Wind energy is one of the fastest growing renewable energy resources in the US. In 2018, it powered 30 million American homes, supported more than 100,000 jobs and generated more than $1 billion in tax and other revenue for states and communities that host wind farms.
Here are the top five reasons why investments in wind energy will create a better and more sustainable future for America.
1. Wind energy is sustainable.
Wind energy in an infinitely renewable resource that provides reliable energy while making our environment cleaner and safer. Wind energy decreases our dependence on fossil fuels and significantly decreases greenhouse gas emissions. Wind energy offset 201 million metric tons of carbon dioxide emissions in 2018 alone.
2. Wind energy creates jobs.
Wind turbine technician is the second-fastest growing job in the US, second only to another sustainable industry job — solar panel installer. Every year, the wind power industry hires thousands of engineers, manufacturers, construction workers, and others. Many of these jobs are filled by military veterans; the industry hires military veterans at a rate that’s 67 percent higher than the national average.
3. Wind energy supports landowners and agriculture.
Wind energy provides an economic jolt to rural communities and individual landowners. The industry pays over $1 billion to state and local governments and individual landowners every year. Landowners who install wind turbines on their land significantly increase the land’s financial returns, while allowing them to continue to use the land for agricultural and other uses. And they do this while providing clean and sustainable energy to their communities and beyond.
4. Fortune 500 companies and universities are increasingly seeking wind energy
Many of the United States’ largest and most forward-looking companies are buying low-cost and sustainable wind energy at record rates. In 2017, purchases of wind energy by non-utility organizations — corporations and universities, among others — exceeded 11,300 megawatts. That’s more than the energy generated by all the wind farms in Iowa, the second-largest wind-producing state in the US.
Corporations buy wind energy because the price is low and stable. It protects them against spikes in prices of traditional energy. They also buy the energy because consumers love companies who use wind energy: one recent poll indicated that more than half of Americans say they are more likely to buy goods and services from companies that have committed to using 100 percent clean and renewable energy.

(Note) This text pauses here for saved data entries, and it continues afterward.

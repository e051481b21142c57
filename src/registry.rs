mod builtins;

use std::{collections::HashMap, str::FromStr};

use serde::Deserialize;
use strum::{Display, EnumString};

use crate::latex_tree::{Fence, GroupVariant, Limits, Mode, SymbolClass};

#[derive(Debug, Clone, Copy, PartialEq, Eq, Display, EnumString)]
#[strum(serialize_all = "lowercase")]
pub enum ArgKind {
    Math,
    Text,
    String,
    Number,
    Dimension,
    Glue,
    Color,
    #[strum(serialize = "colspec")]
    ColumnSpec,
    Delimiter,
    /// Same mode as the surrounding content.
    Auto,
}

#[derive(Debug, Clone, Copy, PartialEq, Eq)]
pub struct ArgSpec {
    pub optional: bool,
    pub kind: ArgKind,
}

impl ArgSpec {
    /// Reads a compact signature such as `[:math]{:auto}`: one bracketed
    /// item per argument, `[]` optional and `{}` required, with an optional
    /// `:kind` (default `auto`).
    pub fn parse_signature(signature: &str) -> Vec<ArgSpec> {
        let mut specs = vec![];
        let mut chars = signature.chars();
        while let Some(open) = chars.next() {
            let (optional, close) = match open {
                '[' => (true, ']'),
                '{' => (false, '}'),
                _ => continue,
            };
            let inner: String = chars.by_ref().take_while(|&c| c != close).collect();
            let name = inner.trim().trim_start_matches(':');
            let kind = if name.is_empty() {
                ArgKind::Auto
            } else {
                ArgKind::from_str(name).unwrap_or_else(|_| {
                    log::debug!("unknown argument kind '{name}' in '{signature}'");
                    ArgKind::Auto
                })
            };
            specs.push(ArgSpec { optional, kind });
        }
        specs
    }
}

/// What a registered command or symbol builds.
#[derive(Debug, Clone, PartialEq)]
pub enum Construct {
    Symbol(SymbolClass),
    TextSymbol,
    Operator(Limits),
    /// `\operatorname{...}`, taking its name as a string argument.
    OperatorName(Limits),
    Fraction { bar: bool, fence: Option<Fence> },
    /// `\over` and friends, splitting the surrounding sequence.
    Infix { bar: bool, fence: Option<Fence> },
    Root,
    Accent,
    Enclose,
    Group(GroupVariant),
    StyleSwitch { mode: Option<Mode> },
    Spacing,
    Placeholder,
    /// `\(` or `\[`, parsed up to the closing command.
    ModeSet { display: bool },
}

#[derive(Debug, Clone, PartialEq)]
pub struct Definition {
    pub construct: Construct,
    pub value: Option<String>,
    pub args: Vec<ArgSpec>,
}

impl Definition {
    pub fn new(construct: Construct) -> Self {
        Self {
            construct,
            value: None,
            args: vec![],
        }
    }

    pub fn symbol(class: SymbolClass, value: &str) -> Self {
        Self::new(Construct::Symbol(class)).with_value(value)
    }

    pub fn with_value(mut self, value: &str) -> Self {
        self.value = Some(value.into());
        self
    }

    pub fn with_args(mut self, signature: &str) -> Self {
        self.args = ArgSpec::parse_signature(signature);
        self
    }
}

#[derive(Debug, Clone, PartialEq)]
pub struct EnvironmentDefinition {
    pub args: Vec<ArgSpec>,
    pub fence: Option<Fence>,
    pub cell_mode: Mode,
}

impl EnvironmentDefinition {
    pub fn new(signature: &str, fence: Option<Fence>) -> Self {
        Self {
            args: ArgSpec::parse_signature(signature),
            fence,
            cell_mode: Mode::Math,
        }
    }
}

/// Every command, symbol and environment the parser understands.
///
/// Built once and shared read-only; use the `define*` methods to extend it
/// before handing it out.
#[derive(Debug, Clone, Default)]
pub struct Registry {
    commands: HashMap<Mode, HashMap<String, Definition>>,
    symbols: HashMap<Mode, HashMap<String, Definition>>,
    environments: HashMap<String, EnvironmentDefinition>,
}

fn table_mode(mode: Mode) -> Mode {
    match mode {
        Mode::Command => Mode::Math,
        mode => mode,
    }
}

impl Registry {
    pub fn empty() -> Self {
        Self::default()
    }

    /// The commands, symbols and environments of standard LaTeX math.
    pub fn standard() -> Self {
        let mut registry = Self::empty();
        builtins::install(&mut registry);
        registry
    }

    pub fn lookup(&self, name: &str, mode: Mode) -> Option<&Definition> {
        self.commands.get(&table_mode(mode))?.get(name)
    }

    pub fn symbol(&self, text: &str, mode: Mode) -> Option<&Definition> {
        self.symbols.get(&table_mode(mode))?.get(text)
    }

    pub fn environment(&self, name: &str) -> Option<&EnvironmentDefinition> {
        self.environments.get(name)
    }

    pub fn define(&mut self, name: &str, modes: &[Mode], definition: Definition) {
        for &mode in modes {
            self.commands
                .entry(table_mode(mode))
                .or_default()
                .insert(name.into(), definition.clone());
        }
    }

    pub fn define_symbol(&mut self, text: &str, mode: Mode, definition: Definition) {
        self.symbols
            .entry(table_mode(mode))
            .or_default()
            .insert(text.into(), definition);
    }

    pub fn define_environment(&mut self, name: &str, definition: EnvironmentDefinition) {
        self.environments.insert(name.into(), definition);
    }
}

const FENCE_PAIRS: &[(&str, &str)] = &[
    ("(", ")"),
    ("[", "]"),
    (r"\{", r"\}"),
    (r"\lbrace", r"\rbrace"),
    (r"\lbrack", r"\rbrack"),
    (r"\langle", r"\rangle"),
    (r"\lfloor", r"\rfloor"),
    (r"\lceil", r"\rceil"),
    (r"\lvert", r"\rvert"),
    (r"\lVert", r"\rVert"),
    (r"\lgroup", r"\rgroup"),
    (r"\lmoustache", r"\rmoustache"),
    ("|", "|"),
    (r"\|", r"\|"),
    (r"\vert", r"\vert"),
    (r"\Vert", r"\Vert"),
    ("<", ">"),
];

const LONE_DELIMITERS: &[&str] = &[
    ".",
    "/",
    r"\backslash",
    r"\uparrow",
    r"\downarrow",
    r"\updownarrow",
    r"\Uparrow",
    r"\Downarrow",
    r"\Updownarrow",
];

/// Whether `latex` may follow `\left`, `\middle` or `\right`. Opening and
/// closing delimiters need not match.
pub fn is_delimiter(latex: &str) -> bool {
    LONE_DELIMITERS.contains(&latex)
        || FENCE_PAIRS
            .iter()
            .any(|&(open, close)| open == latex || close == latex)
}

#[derive(Debug, Clone, PartialEq, Eq, Deserialize)]
#[serde(from = "MacroSource")]
pub struct MacroDefinition {
    pub template: String,
    pub args: usize,
}

impl MacroDefinition {
    pub fn new(template: impl Into<String>) -> Self {
        let template = template.into();
        let args = highest_parameter(&template);
        Self { template, args }
    }
}

#[derive(Deserialize)]
#[serde(untagged)]
enum MacroSource {
    Template(String),
    Full { template: String, args: Option<usize> },
}

impl From<MacroSource> for MacroDefinition {
    fn from(source: MacroSource) -> Self {
        match source {
            MacroSource::Template(template) => MacroDefinition::new(template),
            MacroSource::Full {
                template,
                args: Some(args),
            } => MacroDefinition { template, args },
            MacroSource::Full {
                template,
                args: None,
            } => MacroDefinition::new(template),
        }
    }
}

fn highest_parameter(template: &str) -> usize {
    template
        .split('#')
        .skip(1)
        .filter_map(|rest| rest.chars().next()?.to_digit(10))
        .max()
        .unwrap_or(0) as usize
}

/// User macros, consulted for commands the registry does not know.
#[derive(Debug, Clone, Default, PartialEq, Deserialize)]
#[serde(transparent)]
pub struct Macros(HashMap<String, MacroDefinition>);

impl Macros {
    pub fn new() -> Self {
        Self::default()
    }

    /// A few shorthands for common notation: blackboard sets, upright
    /// constants and differentials.
    pub fn standard() -> Self {
        let mut macros = Self::new();
        for (name, template) in [
            ("R", r"\mathbb{R}"),
            ("N", r"\mathbb{N}"),
            ("Z", r"\mathbb{Z}"),
            ("Q", r"\mathbb{Q}"),
            ("C", r"\mathbb{C}"),
            ("iff", r"\;\Longleftrightarrow\;"),
            ("nicefrac", r"^{#1}\!\!/\!_{#2}"),
            ("imaginaryI", r"\mathrm{i}"),
            ("imaginaryJ", r"\mathrm{j}"),
            ("exponentialE", r"\mathrm{e}"),
            ("differentialD", r"\mathrm{d}"),
            ("capitalDifferentialD", r"\mathrm{D}"),
        ] {
            macros.define(name, template);
        }
        macros
    }

    pub fn get(&self, name: &str) -> Option<&MacroDefinition> {
        self.0.get(name)
    }

    pub fn define(&mut self, name: &str, template: &str) {
        self.0.insert(name.into(), MacroDefinition::new(template));
    }

    pub fn remove(&mut self, name: &str) -> Option<MacroDefinition> {
        self.0.remove(name)
    }

    pub fn len(&self) -> usize {
        self.0.len()
    }

    pub fn is_empty(&self) -> bool {
        self.0.is_empty()
    }
}

#[cfg(test)]
mod tests {
    use super::*;
    use pretty_assertions::assert_eq;

    #[test]
    fn signatures() {
        assert_eq!(
            ArgSpec::parse_signature("[:math]{:auto}{}{:colspec}"),
            [
                ArgSpec {
                    optional: true,
                    kind: ArgKind::Math
                },
                ArgSpec {
                    optional: false,
                    kind: ArgKind::Auto
                },
                ArgSpec {
                    optional: false,
                    kind: ArgKind::Auto
                },
                ArgSpec {
                    optional: false,
                    kind: ArgKind::ColumnSpec
                },
            ]
        );
        assert_eq!(ArgSpec::parse_signature(""), []);
    }

    #[test]
    fn lookups_are_per_mode() {
        let registry = Registry::standard();
        assert!(registry.lookup("frac", Mode::Math).is_some());
        assert!(registry.lookup("frac", Mode::Text).is_none());
        assert!(registry.lookup("text", Mode::Text).is_some());
        assert!(registry.lookup("alpha", Mode::Command).is_some());
        assert_eq!(
            registry.symbol("+", Mode::Math).map(|d| &d.construct),
            Some(&Construct::Symbol(SymbolClass::Bin))
        );
        assert!(registry.environment("pmatrix").is_some());
        assert!(registry.environment("nope").is_none());
    }

    #[test]
    fn delimiters() {
        assert!(is_delimiter("("));
        assert!(is_delimiter(r"\rangle"));
        assert!(is_delimiter("."));
        assert!(!is_delimiter("x"));
    }

    #[test]
    fn macro_argument_counts() {
        assert_eq!(MacroDefinition::new(r"\frac{#1}{#2}").args, 2);
        assert_eq!(MacroDefinition::new(r"#3").args, 3);
        assert_eq!(MacroDefinition::new(r"\mathbb{R}").args, 0);
    }

    #[test]
    fn macros_deserialize() {
        let macros: Macros = serde_json::from_str(
            r#"{"half": "\\frac{#1}{2}", "pair": {"template": "(#1, #2)", "args": 2}}"#,
        )
        .unwrap();
        assert_eq!(macros.get("half").map(|m| m.args), Some(1));
        assert_eq!(
            macros.get("pair"),
            Some(&MacroDefinition {
                template: "(#1, #2)".into(),
                args: 2
            })
        );
    }
}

5. Wind power is cost-effective.
Prices in the fossil fuel energy market are notoriously volatile, and expensive. The cost of wind energy, meanwhile, has fallen more than two-thirds since 2009 and wind is now the least expensive source for new electricity generation. Wind energy costs between 2 and 6 cents per kilowatt-hour and is sold at prices that are fixed in long-term contracts. The price is low and customers know their wind energy costs will remain low for years and years.
ENGIE US Wind is proud to support local landowners, communities, and corporations as we expand our sustainable energy offerings and continue to promote wind as a renewable energy resource. In September of 2018, we broke ground on the Solomon Forks Wind Project in Kansas with a total capital investment of approximately $334 million, generating significant benefits to the region. Companies that will use this clean wind energy include T-Mobile US, Inc. and Target Corp. This project is scheduled to come online in early summer 2019. Learn more about this project here.
If you’re interested in exploring more of ENGIE US Wind projects, click here for all ongoing project information.
If you’re ready to implement wind energy, have any questions, or just want to chat further, contact us here.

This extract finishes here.